Our study has several limitations that should be considered when interpreting the results. Our identification of severe complications is based solely on ICD-9-CM codes and data-driven criteria, such as mortality, transfer from or to other health care facilities, and duration of stay. There are potential risk factors for cardiomyopathy and other forms of myocardial disorders, such as race, body mass index, and use of tocolytic agents,21 for which we had no information. In addition, ICD-9-CM codes for myocardial disorders among pregnancy hospitalizations were not validated, and it is not known how practicing physicians used diagnostic criteria to diagnose cardiomyopathy. Thus, misclassification of exposure, outcomes, or both is possible in our study.
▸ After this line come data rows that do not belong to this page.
//! The dependency-tracking engine.
//!
//! [`DependencyTracker`] owns the state of every traced process and the graph being built. The
//! tracing session feeds it syscall entries and exits one at a time; it never touches ptrace
//! itself, so it can be driven by synthetic events.

use std::path::{Path, PathBuf};

use log::{debug, info, trace, warn};
use nix::unistd::Pid;

use crate::error::{PathResolutionError, TraceError};
use crate::graph::DependencyGraph;
use crate::handlers::{self, EdgeSink, HandlerContext};
use crate::platforms::PlatformHandler;
use crate::process_state::files::FdEntry;
use crate::process_state::{PendingSyscall, ProcessState, ProcessTable};
use crate::resolver::{FileSystem, MemoryReader, Resolver};
use crate::syscalls::{handler_for, EntrySnapshot, SpawnEvent, Syscall, SyscallArgs, SyscallEntry};
use crate::tracer_conf::{RuntimeConf, TracerConf};

/// A recovered error, kept for the final report
#[derive(Debug, Clone, PartialEq, Eq)]
pub struct Diagnostic {
    pub pid: Pid,
    pub syscall: i64,
    pub message: String,
}

/// What a finished (or aborted) session produced
#[derive(Debug)]
pub struct TraceReport {
    pub graph: DependencyGraph,
    pub diagnostics: Vec<Diagnostic>,
    pub interrupted: bool,
}

pub struct DependencyTracker<'a> {
    platform: &'a dyn PlatformHandler,
    memory: &'a dyn MemoryReader,
    fs: &'a dyn FileSystem,
    conf: &'a TracerConf,
    runtime_conf: &'a RuntimeConf<'a>,
    processes: ProcessTable,
    graph: DependencyGraph,
    diagnostics: Vec<Diagnostic>,
}

impl<'a> DependencyTracker<'a> {
    pub fn new(
        platform: &'a dyn PlatformHandler,
        memory: &'a dyn MemoryReader,
        fs: &'a dyn FileSystem,
        conf: &'a TracerConf,
        runtime_conf: &'a RuntimeConf<'a>,
    ) -> Self {
        Self {
            platform,
            memory,
            fs,
            conf,
            runtime_conf,
            processes: ProcessTable::new(),
            graph: DependencyGraph::new(),
            diagnostics: Vec::new(),
        }
    }

    /// Registers the first traced process
    pub fn add_root(&mut self, pid: Pid, cwd: PathBuf) {
        info!("Tracing root process {} in {:?}", pid, cwd);
        self.processes.insert_root(pid, cwd);
    }

    /// Registers a descriptor a process already had when tracing started
    pub fn add_inherited_fd(&mut self, pid: Pid, fd: i32, path: &Path) {
        let identity = self.fs.identity(path, true).ok();
        if let Some(process) = self.processes.get(pid) {
            trace!("Process {} inherits FD {} ({:?})", pid, fd, path);
            process.insert_fd(FdEntry::file(
                pid,
                fd,
                path.to_path_buf(),
                identity,
                nix::fcntl::OFlag::O_RDWR,
            ));
        }
        if let Some(identity) = identity {
            self.graph.name(identity, path);
        }
    }

    pub fn is_traced(&self, pid: Pid) -> bool {
        self.processes.contains(pid)
    }

    pub fn pids(&self) -> Vec<Pid> {
        self.processes.pids()
    }

    pub fn process(&self, pid: Pid) -> Option<&ProcessState> {
        self.processes.get(pid)
    }

    pub fn graph(&self) -> &DependencyGraph {
        &self.graph
    }

    pub fn diagnostics(&self) -> &[Diagnostic] {
        &self.diagnostics
    }

    fn resolver(&self) -> Resolver<'a> {
        Resolver::new(self.memory, self.fs, self.conf.max_path_len)
    }

    fn classify(&self, number: i64) -> Syscall {
        match self.platform.classify(number) {
            Syscall::Other(n) if self.conf.ignored_syscalls.contains(&n) => Syscall::Ignored,
            syscall => syscall,
        }
    }

    /// Remembers a syscall that has just entered, capturing any filesystem state its completion
    /// would destroy
    pub fn syscall_entry(&mut self, pid: Pid, entry: SyscallEntry) {
        let resolver = self.resolver();
        let syscall = self.classify(entry.number);
        let process = match self.processes.get_mut(pid) {
            Some(p) => p,
            None => {
                warn!("Syscall entry from untraced process {}", pid);
                return;
            }
        };
        let snapshot = if entry.number < 0 {
            EntrySnapshot::None
        } else {
            handlers::snapshot(syscall, &resolver, process, &entry)
        };
        process.pending = Some(PendingSyscall { entry, snapshot });
    }

    /// Completes the syscall `pid` entered. Returns `Ok(None)` if nothing is pending, which is the
    /// case once a spawn has already been completed from its ptrace event.
    pub fn syscall_exit(&mut self, pid: Pid, ret: i64) -> Result<Option<SpawnEvent>, TraceError> {
        let number = match self.processes.get(pid).and_then(|p| p.pending.as_ref()) {
            Some(pending) => pending.entry.number,
            None => return Ok(None),
        };
        if number >= 0 && handler_for(self.classify(number)).is_none() {
            return Err(TraceError::UnhandledSyscall { number, pid });
        }
        let pending = match self.processes.get_mut(pid).and_then(|p| p.pending.take()) {
            Some(pending) => pending,
            None => return Ok(None),
        };
        self.handle(SyscallArgs::completed(pid, pending.entry, ret), pending.snapshot)
    }

    /// Completes a pending spawn syscall early, from the parent's fork/vfork/clone event. This
    /// registers the child before the parent returns, which a vfork parent only does once the child
    /// has exec'd or exited.
    pub fn complete_spawn(&mut self, pid: Pid, child: Pid) -> Result<Option<SpawnEvent>, TraceError> {
        let is_spawn = self
            .processes
            .get(pid)
            .and_then(|p| p.pending.as_ref())
            .map(|pending| self.classify(pending.entry.number).is_spawn())
            .unwrap_or(false);
        if !is_spawn {
            warn!("Process {} reported child {} outside a spawn syscall", pid, child);
            return Ok(None);
        }
        self.syscall_exit(pid, i64::from(child.as_raw()))
    }

    /// Handles one completed syscall with no entry snapshot
    pub fn dispatch(&mut self, args: SyscallArgs) -> Result<Option<SpawnEvent>, TraceError> {
        self.handle(args, EntrySnapshot::None)
    }

    fn handle(&mut self, args: SyscallArgs, snapshot: EntrySnapshot) -> Result<Option<SpawnEvent>, TraceError> {
        // Negative numbers are trace events that are not syscalls
        if args.number < 0 {
            return Ok(None);
        }
        let syscall = self.classify(args.number);
        let handler = handler_for(syscall).ok_or(TraceError::UnhandledSyscall {
            number: args.number,
            pid: args.pid,
        })?;
        trace!("Process {}: {:?} {:X?} = {}", args.pid, syscall, args.args, args.ret);

        let resolver = self.resolver();
        let process = match self.processes.get_mut(args.pid) {
            Some(p) => p,
            None => {
                warn!("Syscall {:?} from untraced process {}", syscall, args.pid);
                return Ok(None);
            }
        };
        let sink = EdgeSink::new(&mut self.graph, self.runtime_conf.edge_cb.as_deref());
        let mut ctx = HandlerContext::new(process, &resolver, sink, snapshot);

        match handler(&mut ctx, &args) {
            Ok(Some(spawn)) => {
                self.spawn(spawn);
                Ok(Some(spawn))
            }
            Ok(None) => Ok(None),
            Err(e) => {
                self.diagnose(&args, syscall, e);
                Ok(None)
            }
        }
    }

    fn diagnose(&mut self, args: &SyscallArgs, syscall: Syscall, err: PathResolutionError) {
        debug!("Process {}: skipping {:?}: {}", args.pid, syscall, err);
        self.diagnostics.push(Diagnostic {
            pid: args.pid,
            syscall: args.number,
            message: err.to_string(),
        });
    }

    fn spawn(&mut self, spawn: SpawnEvent) {
        if self.processes.on_spawn(spawn.parent, spawn.child, spawn.sharing) {
            debug!(
                "Process {} spawned {} ({:?} descriptors)",
                spawn.parent, spawn.child, spawn.sharing
            );
            self.graph
                .record_spawn(spawn.parent.as_raw(), spawn.child.as_raw());
        } else {
            debug!("Spawn of {} by {} already registered", spawn.child, spawn.parent);
        }
    }

    /// Forgets a process that has exited. Repeated calls are no-ops.
    pub fn process_exit(&mut self, pid: Pid) {
        if self.processes.on_exit(pid).is_some() {
            info!("Process {} exited", pid);
        }
    }

    /// Discards all process state. Edges already recorded are kept.
    pub fn abort(&mut self) {
        self.processes.clear();
    }

    pub fn into_report(self, interrupted: bool) -> TraceReport {
        TraceReport {
            graph: self.graph,
            diagnostics: self.diagnostics,
            interrupted,
        }
    }
}
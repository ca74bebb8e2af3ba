use log::debug;
use nix::sched::CloneFlags;
use nix::unistd::Pid;

use super::HandlerContext;
use crate::process_state::FdSharing;
use crate::syscalls::{HandlerResult, SpawnEvent, SyscallArgs};

/// In the parent a successful clone returns the child's pid. The child's own view (0) carries no
/// new information.
fn spawned(ctx: &HandlerContext<'_>, args: &SyscallArgs, flags: CloneFlags) -> HandlerResult {
    if args.ret <= 0 {
        return Ok(None);
    }
    let sharing = if flags.contains(CloneFlags::CLONE_FILES) {
        FdSharing::Shared
    } else {
        FdSharing::Copied
    };
    Ok(Some(SpawnEvent {
        parent: ctx.process.pid,
        child: Pid::from_raw(args.ret as i32),
        sharing,
    }))
}

pub fn sys_clone(ctx: &mut HandlerContext<'_>, args: &SyscallArgs) -> HandlerResult {
    spawned(ctx, args, CloneFlags::from_bits_truncate(args.int_arg(0)))
}

/// clone3 passes its flags as the first field of a `struct clone_args`
pub fn sys_clone3(ctx: &mut HandlerContext<'_>, args: &SyscallArgs) -> HandlerResult {
    if args.ret <= 0 {
        return Ok(None);
    }
    // The child exists whatever the flags were, so an unreadable struct only costs the sharing mode
    let flags = match ctx.resolver.read_bytes(ctx.process.pid, args.arg(0), 8) {
        Ok(raw) => {
            let mut bits = [0u8; 8];
            bits.copy_from_slice(&raw);
            CloneFlags::from_bits_truncate(u64::from_ne_bytes(bits) as i32)
        }
        Err(e) => {
            debug!("Process {}: clone3 arguments unreadable, copying descriptors: {}", ctx.process.pid, e);
            CloneFlags::empty()
        }
    };
    spawned(ctx, args, flags)
}

/// fork, vfork. vfork additionally suspends the parent until the child execs or exits; that
/// only affects scheduling, so both get copy semantics.
pub fn sys_fork(ctx: &mut HandlerContext<'_>, args: &SyscallArgs) -> HandlerResult {
    spawned(ctx, args, CloneFlags::empty())
}

pub fn sys_execve(ctx: &mut HandlerContext<'_>, args: &SyscallArgs) -> HandlerResult {
    if !args.failed() {
        debug!("Process {} replaced its image", ctx.process.pid);
        ctx.process.exec();
    }
    Ok(None)
}

pub fn sys_chdir(ctx: &mut HandlerContext<'_>, args: &SyscallArgs) -> HandlerResult {
    if args.failed() {
        return Ok(None);
    }
    let path = ctx.locate(args.arg(0), None)?;
    ctx.process.cwd = ctx.resolver.directory(&path);
    Ok(None)
}

pub fn sys_fchdir(ctx: &mut HandlerContext<'_>, args: &SyscallArgs) -> HandlerResult {
    if args.failed() {
        return Ok(None);
    }
    ctx.process.cwd = ctx.resolver.dirfd_path(&*ctx.process, args.int_arg(0))?;
    Ok(None)
}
The estimates for myocardial disorders reported in this study may be affected by several sources of error. Because the unit of our analysis was hospitalization and we could not identify the repeat hospitalizations for same patient, our rates may be overestimated. However, underestimation is also possible. Some cases of myocardial disorders with the clinical presentation ranging from mild heart failure to sudden cardiac death may be seen only in emergency departments20 and hence are not associated with an hospital admission. Finally, hospitalizations for peripartum cardiomyopathy that occurred after the 6-week time frame that is defined as the postpartum period and hence were not coded as postpartum hospitalizations may be not captured in our data set.22
In conclusion, the results of this nationwide study have shown that approximately 0.04% of delivery hospitalizations and approximately 4% of postpartum hospitalizations had ICD-9-CM codes for cardiomyopathy and other myocardial disorders. Although only a minority of hospitalizations for cardiomyopathy are consistent with peripartum cardiomyopathy, cardiomyopathy and other myocardial disorders are important contributors to severe obstetric complications. Because recent reports have indicated alarming increases in both maternal mortality from heart disease and the prevalence of risk factors for heart disease among women of reproductive age during the past decade, trends in hospitalizations with myocardial disorders need to be monitored. However, because of the inherent limitations of hospital discharge data, if we are to offer better diagnosis and treatment of this uncommon but potentially devastating condition, the collection of clinically detailed data are essential for making progress in understanding the differences and similarities between the entities currently designated as peripartum cardiomyopathy and other forms of myocardial disorders.